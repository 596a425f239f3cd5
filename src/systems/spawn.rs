//! The spawn director: zombie respawns, the boss singleton, and difficulty escalation.

use bevy_ecs::{
    event::{EventReader, EventWriter},
    query::With,
    resource::Resource,
    system::{Commands, Query, Res, ResMut},
};
use glam::Vec2;
use rand::{rngs::SmallRng, Rng, SeedableRng};
use tracing::{debug, warn};

use crate::constants::{hostile, spawn, timers};
use crate::events::{GameEvent, TimerKind};
use crate::systems::collision::Aabb;
use crate::systems::{
    Arena, Boss, BossBundle, PlayerControlled, Position, SafeZone, Speed, TimerFired, Zombie, ZombieBundle,
};

/// The session's random source. Seeded from the configuration when a seed is given.
#[derive(Resource, Debug, Clone)]
pub struct SimRng(pub SmallRng);

impl SimRng {
    pub fn new(seed: Option<u64>) -> Self {
        match seed {
            Some(seed) => Self(SmallRng::seed_from_u64(seed)),
            None => Self(SmallRng::from_rng(&mut rand::rng())),
        }
    }
}

/// Tick-driven spawn counters.
#[derive(Resource, Debug, Clone, PartialEq)]
pub struct SpawnDirector {
    /// Ticks until the next zombie. A zombie spawns on the tick this is at or below zero.
    pub zombie_countdown: f32,
    /// Ticks removed from every freshly rolled respawn interval.
    pub interval_reduction: f32,
    /// Ticks until the tick counter requests a boss.
    pub boss_countdown: u32,
}

impl Default for SpawnDirector {
    fn default() -> Self {
        Self {
            zombie_countdown: 0.0,
            interval_reduction: 0.0,
            boss_countdown: spawn::BOSS_TICK_INTERVAL,
        }
    }
}

impl SpawnDirector {
    /// Rolls a fresh respawn interval, shortened by escalation and floored.
    pub fn roll_interval(&self, rng: &mut impl Rng) -> f32 {
        let base = rng.random_range(spawn::ZOMBIE_INTERVAL_MIN..spawn::ZOMBIE_INTERVAL_MAX);
        (base - self.interval_reduction).max(spawn::ZOMBIE_INTERVAL_FLOOR)
    }

    /// Applies one difficulty escalation to the respawn schedule.
    pub fn escalate(&mut self) {
        self.interval_reduction += timers::RESPAWN_INTERVAL_STEP;
        if self.zombie_countdown > spawn::ZOMBIE_INTERVAL_FLOOR {
            self.zombie_countdown = (self.zombie_countdown - timers::RESPAWN_INTERVAL_STEP).max(spawn::ZOMBIE_INTERVAL_FLOOR);
        }
    }
}

/// How many times difficulty has escalated this session.
#[derive(Resource, Debug, Default, Clone, Copy, PartialEq, Eq)]
pub struct Difficulty {
    pub escalations: u32,
}

/// Picks a top-left position for a hostile of `size` at least `min_distance` from `player`.
///
/// Sampling is bounded. When every attempt fails, the corner of the sampling area farthest from
/// the player is used; configuration validation guarantees that corner is far enough.
pub fn find_spawn_point(
    rng: &mut impl Rng,
    arena: &Arena,
    zone: &SafeZone,
    player: Vec2,
    size: f32,
    min_distance: f32,
) -> Vec2 {
    let area = (arena.size - Vec2::splat(size)).max(Vec2::ZERO);

    for _ in 0..spawn::MAX_PLACEMENT_ATTEMPTS {
        let candidate = Vec2::new(rng.random_range(0.0..=area.x), rng.random_range(0.0..=area.y));
        if candidate.distance(player) >= min_distance && !zone.blocks(&Aabb::new(candidate, Vec2::splat(size))) {
            return candidate;
        }
    }

    let fallback = [Vec2::ZERO, Vec2::new(area.x, 0.0), Vec2::new(0.0, area.y), area]
        .into_iter()
        .max_by(|a, b| a.distance_squared(player).total_cmp(&b.distance_squared(player)))
        .unwrap_or_default();
    warn!(?fallback, min_distance, "Spawn sampling exhausted, using farthest corner");
    fallback
}

/// Counts down the respawn timer and places a zombie when it runs out.
pub fn zombie_spawn_system(
    mut commands: Commands,
    mut director: ResMut<SpawnDirector>,
    mut rng: ResMut<SimRng>,
    arena: Res<Arena>,
    zone: Res<SafeZone>,
    player: Query<&Position, With<PlayerControlled>>,
) {
    if director.zombie_countdown > 0.0 {
        director.zombie_countdown -= 1.0;
        return;
    }
    let Ok(player) = player.single() else {
        return;
    };

    let position = find_spawn_point(
        &mut rng.0,
        &arena,
        &zone,
        player.0,
        hostile::ZOMBIE_SIZE,
        spawn::ZOMBIE_MIN_DISTANCE,
    );
    commands.spawn(ZombieBundle::new(position));
    director.zombie_countdown = director.roll_interval(&mut rng.0);
    debug!(?position, next = director.zombie_countdown, "Zombie spawned");
}

/// Spawns the boss when either the tick counter or the wall-clock timer asks for one.
///
/// Both producers target the same singleton; a request while a boss lives does nothing.
#[allow(clippy::too_many_arguments)]
pub fn boss_spawn_system(
    mut commands: Commands,
    mut director: ResMut<SpawnDirector>,
    mut fired: EventReader<TimerFired>,
    mut rng: ResMut<SimRng>,
    arena: Res<Arena>,
    zone: Res<SafeZone>,
    player: Query<&Position, With<PlayerControlled>>,
    bosses: Query<(), With<Boss>>,
    mut events: EventWriter<GameEvent>,
) {
    let mut requested = fired.read().any(|timer| timer.0 == TimerKind::Boss);
    if director.boss_countdown == 0 {
        director.boss_countdown = spawn::BOSS_TICK_INTERVAL;
        requested = true;
    } else {
        director.boss_countdown -= 1;
    }

    if !requested {
        return;
    }
    if !bosses.is_empty() {
        debug!("Boss spawn requested while one is alive");
        return;
    }
    let Ok(player) = player.single() else {
        return;
    };

    let position = find_spawn_point(
        &mut rng.0,
        &arena,
        &zone,
        player.0,
        hostile::BOSS_SIZE,
        spawn::BOSS_MIN_DISTANCE,
    );
    commands.spawn(BossBundle::new(position));
    events.write(GameEvent::BossSpawned { position });
    debug!(?position, "Boss spawned");
}

/// Speeds up every live zombie and shortens respawns each time the difficulty timer fires.
pub fn difficulty_system(
    mut fired: EventReader<TimerFired>,
    mut difficulty: ResMut<Difficulty>,
    mut director: ResMut<SpawnDirector>,
    mut zombies: Query<&mut Speed, With<Zombie>>,
    mut events: EventWriter<GameEvent>,
) {
    for _ in fired.read().filter(|timer| timer.0 == TimerKind::Difficulty) {
        difficulty.escalations += 1;
        director.escalate();
        for mut speed in zombies.iter_mut() {
            speed.0 += timers::ZOMBIE_SPEED_STEP;
        }

        debug!(
            escalations = difficulty.escalations,
            reduction = director.interval_reduction,
            "Difficulty increased"
        );
        events.write(GameEvent::DifficultyIncreased {
            escalations: difficulty.escalations,
        });
    }
}
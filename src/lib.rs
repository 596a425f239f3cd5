//! Simulation core for a real-time zombie survival arena.

pub mod autopilot;
pub mod config;
pub mod constants;
pub mod error;
pub mod events;
pub mod game;
pub mod snapshot;
pub mod systems;
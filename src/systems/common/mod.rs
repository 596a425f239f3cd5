pub mod bundles;
pub mod components;
//! Weapons, projectiles, contact damage, and death handling.

use bevy_ecs::{
    component::Component,
    entity::Entity,
    event::{EventReader, EventWriter},
    query::{With, Without},
    system::{Commands, Query, Res, ResMut},
};
use glam::Vec2;
use smallvec::SmallVec;
use strum::IntoEnumIterator;
use strum_macros::{AsRefStr, Display, EnumIter};
use tracing::{debug, trace};

use crate::constants::weapon;
use crate::events::{GameCommand, GameEvent};
use crate::systems::collision::check_collision;
use crate::systems::progression::{level_up_rewards, Experience};
use crate::systems::{
    Arena, Boss, BulletBundle, Collider, EntityType, Health, PlayerControlled, Position, ScoreResource, Stamina, Zombie,
};

/// Every weapon the player can carry.
#[derive(Debug, Clone, Copy, PartialEq, Eq, Hash, AsRefStr, Display, EnumIter)]
#[strum(serialize_all = "lowercase")]
pub enum Weapon {
    Fists,
    Gun,
    Shotgun,
    Sniper,
}

/// How a weapon turns an attack command into damage.
#[derive(Debug, Clone, Copy, PartialEq)]
pub enum Dispatch {
    /// Immediate damage to every live zombie within `range`.
    Melee { range: f32, damage: f32 },
    /// One bullet per angular offset around the aim direction.
    Projectile {
        speed: f32,
        damage: f32,
        spread: &'static [f32],
    },
}

impl Weapon {
    /// Ticks before another attack is accepted.
    pub const fn cooldown(self) -> u32 {
        match self {
            Weapon::Fists => weapon::FISTS_COOLDOWN,
            Weapon::Gun => weapon::GUN_COOLDOWN,
            Weapon::Shotgun => weapon::SHOTGUN_COOLDOWN,
            Weapon::Sniper => weapon::SNIPER_COOLDOWN,
        }
    }

    pub const fn dispatch(self) -> Dispatch {
        match self {
            Weapon::Fists => Dispatch::Melee {
                range: weapon::MELEE_RANGE,
                damage: weapon::MELEE_DAMAGE,
            },
            Weapon::Gun => Dispatch::Projectile {
                speed: weapon::GUN_SPEED,
                damage: weapon::GUN_DAMAGE,
                spread: &[0.0],
            },
            Weapon::Shotgun => Dispatch::Projectile {
                speed: weapon::SHOTGUN_SPEED,
                damage: weapon::DEFAULT_BULLET_DAMAGE,
                spread: &weapon::SHOTGUN_SPREAD,
            },
            Weapon::Sniper => Dispatch::Projectile {
                speed: weapon::SNIPER_SPEED,
                damage: weapon::SNIPER_DAMAGE,
                spread: &[0.0],
            },
        }
    }
}

/// The player's weapons, the selected one, and the timers attacks and switches start.
#[derive(Component, Debug, Clone, PartialEq)]
pub struct Arsenal {
    /// Ordered, without duplicates.
    pub inventory: SmallVec<[Weapon; 4]>,
    pub active: usize,
    /// Ticks until the next attack is accepted.
    pub cooldown: u32,
    /// Ticks the player is drawn highlighted. No gameplay effect.
    pub flash: u32,
}

impl Default for Arsenal {
    fn default() -> Self {
        Self::new(Weapon::iter())
    }
}

impl Arsenal {
    pub fn new(weapons: impl IntoIterator<Item = Weapon>) -> Self {
        let mut inventory = SmallVec::new();
        for weapon in weapons {
            if !inventory.contains(&weapon) {
                inventory.push(weapon);
            }
        }

        Self {
            inventory,
            active: 0,
            cooldown: 0,
            flash: 0,
        }
    }

    pub fn active_weapon(&self) -> Option<Weapon> {
        self.inventory.get(self.active).copied()
    }

    /// Selects the next weapon, wrapping around.
    pub fn cycle(&mut self) -> Option<Weapon> {
        if self.inventory.is_empty() {
            return None;
        }
        self.active = (self.active + 1) % self.inventory.len();
        self.flash = weapon::SWITCH_FLASH;
        self.active_weapon()
    }

    pub fn ready(&self) -> bool {
        self.cooldown == 0
    }

    /// Counts both timers down by one tick.
    pub fn tick(&mut self) {
        self.cooldown = self.cooldown.saturating_sub(1);
        self.flash = self.flash.saturating_sub(1);
    }
}

/// A projectile. It may damage at most one target over its lifetime.
#[derive(Component, Debug, Clone, Copy, PartialEq)]
pub struct Bullet {
    pub velocity: Vec2,
    pub damage: f32,
    pub consumed: bool,
}

impl Bullet {
    pub fn new(velocity: Vec2, damage: f32) -> Self {
        Self {
            velocity,
            damage,
            consumed: false,
        }
    }

    /// Applies this bullet's damage unless it already hit something. Returns whether it did.
    pub fn strike(&mut self, health: &mut Health) -> bool {
        if self.consumed {
            return false;
        }
        health.0 -= self.damage;
        self.consumed = true;
        true
    }
}

/// Unit directions for each offset (in radians) around the line from `origin` to `target`.
pub fn spread_directions(origin: Vec2, target: Vec2, offsets: &[f32]) -> SmallVec<[Vec2; 5]> {
    let aim = target - origin;
    let angle = aim.y.atan2(aim.x);
    offsets.iter().map(|offset| Vec2::from_angle(angle + offset)).collect()
}

pub fn weapon_switch_system(
    mut commands: EventReader<GameCommand>,
    mut arsenals: Query<&mut Arsenal, With<PlayerControlled>>,
    mut events: EventWriter<GameEvent>,
) {
    for command in commands.read() {
        if !matches!(command, GameCommand::SwitchWeapon) {
            continue;
        }
        for mut arsenal in arsenals.iter_mut() {
            if let Some(weapon) = arsenal.cycle() {
                debug!(%weapon, "Switched weapon");
                events.write(GameEvent::WeaponSwitched { weapon });
            }
        }
    }
}

/// Resolves attack commands against the active weapon.
pub fn attack_system(
    mut commands: Commands,
    mut reader: EventReader<GameCommand>,
    mut players: Query<(&Position, &Collider, &mut Arsenal), With<PlayerControlled>>,
    mut zombies: Query<(&Position, &mut Health), (With<Zombie>, Without<PlayerControlled>)>,
    mut events: EventWriter<GameEvent>,
) {
    let Ok((position, collider, mut arsenal)) = players.single_mut() else {
        return;
    };

    for command in reader.read() {
        let GameCommand::Attack { target } = *command else {
            continue;
        };
        if !arsenal.ready() {
            trace!(cooldown = arsenal.cooldown, "Attack ignored during cooldown");
            continue;
        }
        let Some(weapon) = arsenal.active_weapon() else {
            continue;
        };

        match weapon.dispatch() {
            Dispatch::Melee { range, damage } => {
                let mut hits = 0;
                for (zombie_position, mut health) in zombies.iter_mut() {
                    if health.is_alive() && position.0.distance(zombie_position.0) < range {
                        health.0 -= damage;
                        hits += 1;
                    }
                }
                arsenal.flash = weapon::MELEE_FLASH;
                trace!(hits, "Melee attack resolved");
            }
            Dispatch::Projectile { speed, damage, spread } => {
                let origin = collider.center(position.0);
                for direction in spread_directions(origin, target, spread) {
                    commands.spawn(BulletBundle::new(origin, direction * speed, damage));
                }
                trace!(count = spread.len(), %weapon, "Bullets fired");
            }
        }

        arsenal.cooldown = weapon.cooldown();
        events.write(GameEvent::AttackFired { weapon });
    }
}

pub fn cooldown_system(mut arsenals: Query<&mut Arsenal>) {
    for mut arsenal in arsenals.iter_mut() {
        arsenal.tick();
    }
}

/// Advances bullets, resolves their first hit, and removes spent or escaped bullets.
///
/// Zombies are tested before the boss.
pub fn bullet_system(
    mut commands: Commands,
    arena: Res<Arena>,
    mut bullets: Query<(Entity, &mut Position, &mut Bullet)>,
    mut zombies: Query<(&Position, &Collider, &mut Health), (With<Zombie>, Without<Bullet>)>,
    mut bosses: Query<(&Position, &Collider, &mut Health), (With<Boss>, Without<Zombie>, Without<Bullet>)>,
) {
    for (entity, mut position, mut bullet) in bullets.iter_mut() {
        position.0 += bullet.velocity;

        for (target, collider, mut health) in zombies.iter_mut() {
            if bullet.consumed {
                break;
            }
            if health.is_alive() && collider.bounds(target.0).contains_point(position.0) {
                bullet.strike(&mut health);
            }
        }
        // A boss stays solid until it is removed, even after a lethal hit this tick
        for (target, collider, mut health) in bosses.iter_mut() {
            if !bullet.consumed && collider.bounds(target.0).contains_point(position.0) {
                bullet.strike(&mut health);
            }
        }

        if bullet.consumed || !arena.contains(position.0) {
            commands.entity(entity).despawn();
        }
    }
}

/// Drains player health for every tick a live hostile overlaps them.
pub fn contact_damage_system(
    mut players: Query<(&Position, &Collider, &mut Health), With<PlayerControlled>>,
    hostiles: Query<(&Position, &Collider, &Health, &EntityType), Without<PlayerControlled>>,
) {
    let Ok((player_position, player_collider, mut player_health)) = players.single_mut() else {
        return;
    };

    for (position, collider, health, entity_type) in hostiles.iter() {
        let Some(damage) = entity_type.contact_damage() else {
            continue;
        };
        if health.is_alive()
            && player_health.is_alive()
            && check_collision(player_position, player_collider, position, collider)
        {
            player_health.0 = (player_health.0 - damage).max(0.0);
        }
    }
}

/// Removes dead hostiles and credits the kill.
pub fn death_system(
    mut commands: Commands,
    mut score: ResMut<ScoreResource>,
    mut players: Query<(&mut Health, &mut Stamina, &mut Experience), With<PlayerControlled>>,
    hostiles: Query<(Entity, &Position, &Health, &EntityType), Without<PlayerControlled>>,
    mut events: EventWriter<GameEvent>,
) {
    for (entity, position, health, entity_type) in hostiles.iter() {
        if !entity_type.is_hostile() || health.is_alive() {
            continue;
        }

        commands.entity(entity).despawn();
        score.0 += entity_type.score_value().unwrap_or(0);
        events.write(match entity_type {
            EntityType::Boss => GameEvent::BossKilled { position: position.0 },
            _ => GameEvent::ZombieKilled { position: position.0 },
        });
        debug!(?entity_type, ?entity, score = score.0, "Hostile killed");

        let Some(amount) = entity_type.experience_value() else {
            continue;
        };
        let Ok((mut player_health, mut stamina, mut experience)) = players.single_mut() else {
            continue;
        };
        let gained = experience.gain(amount);
        for reached in (experience.level + 1 - gained)..=experience.level {
            level_up_rewards(&mut player_health, &mut stamina);
            debug!(level = reached, max_stamina = stamina.max, "Level up");
            events.write(GameEvent::LevelUp { level: reached });
        }
    }
}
· · · · · · ·
Wherever the word "hits" occurs in a line of the listing, copy that line.

• [TASK ANSWER]
                let mut hits = 0;
                        hits += 1;
                trace!(hits, "Melee attack resolved");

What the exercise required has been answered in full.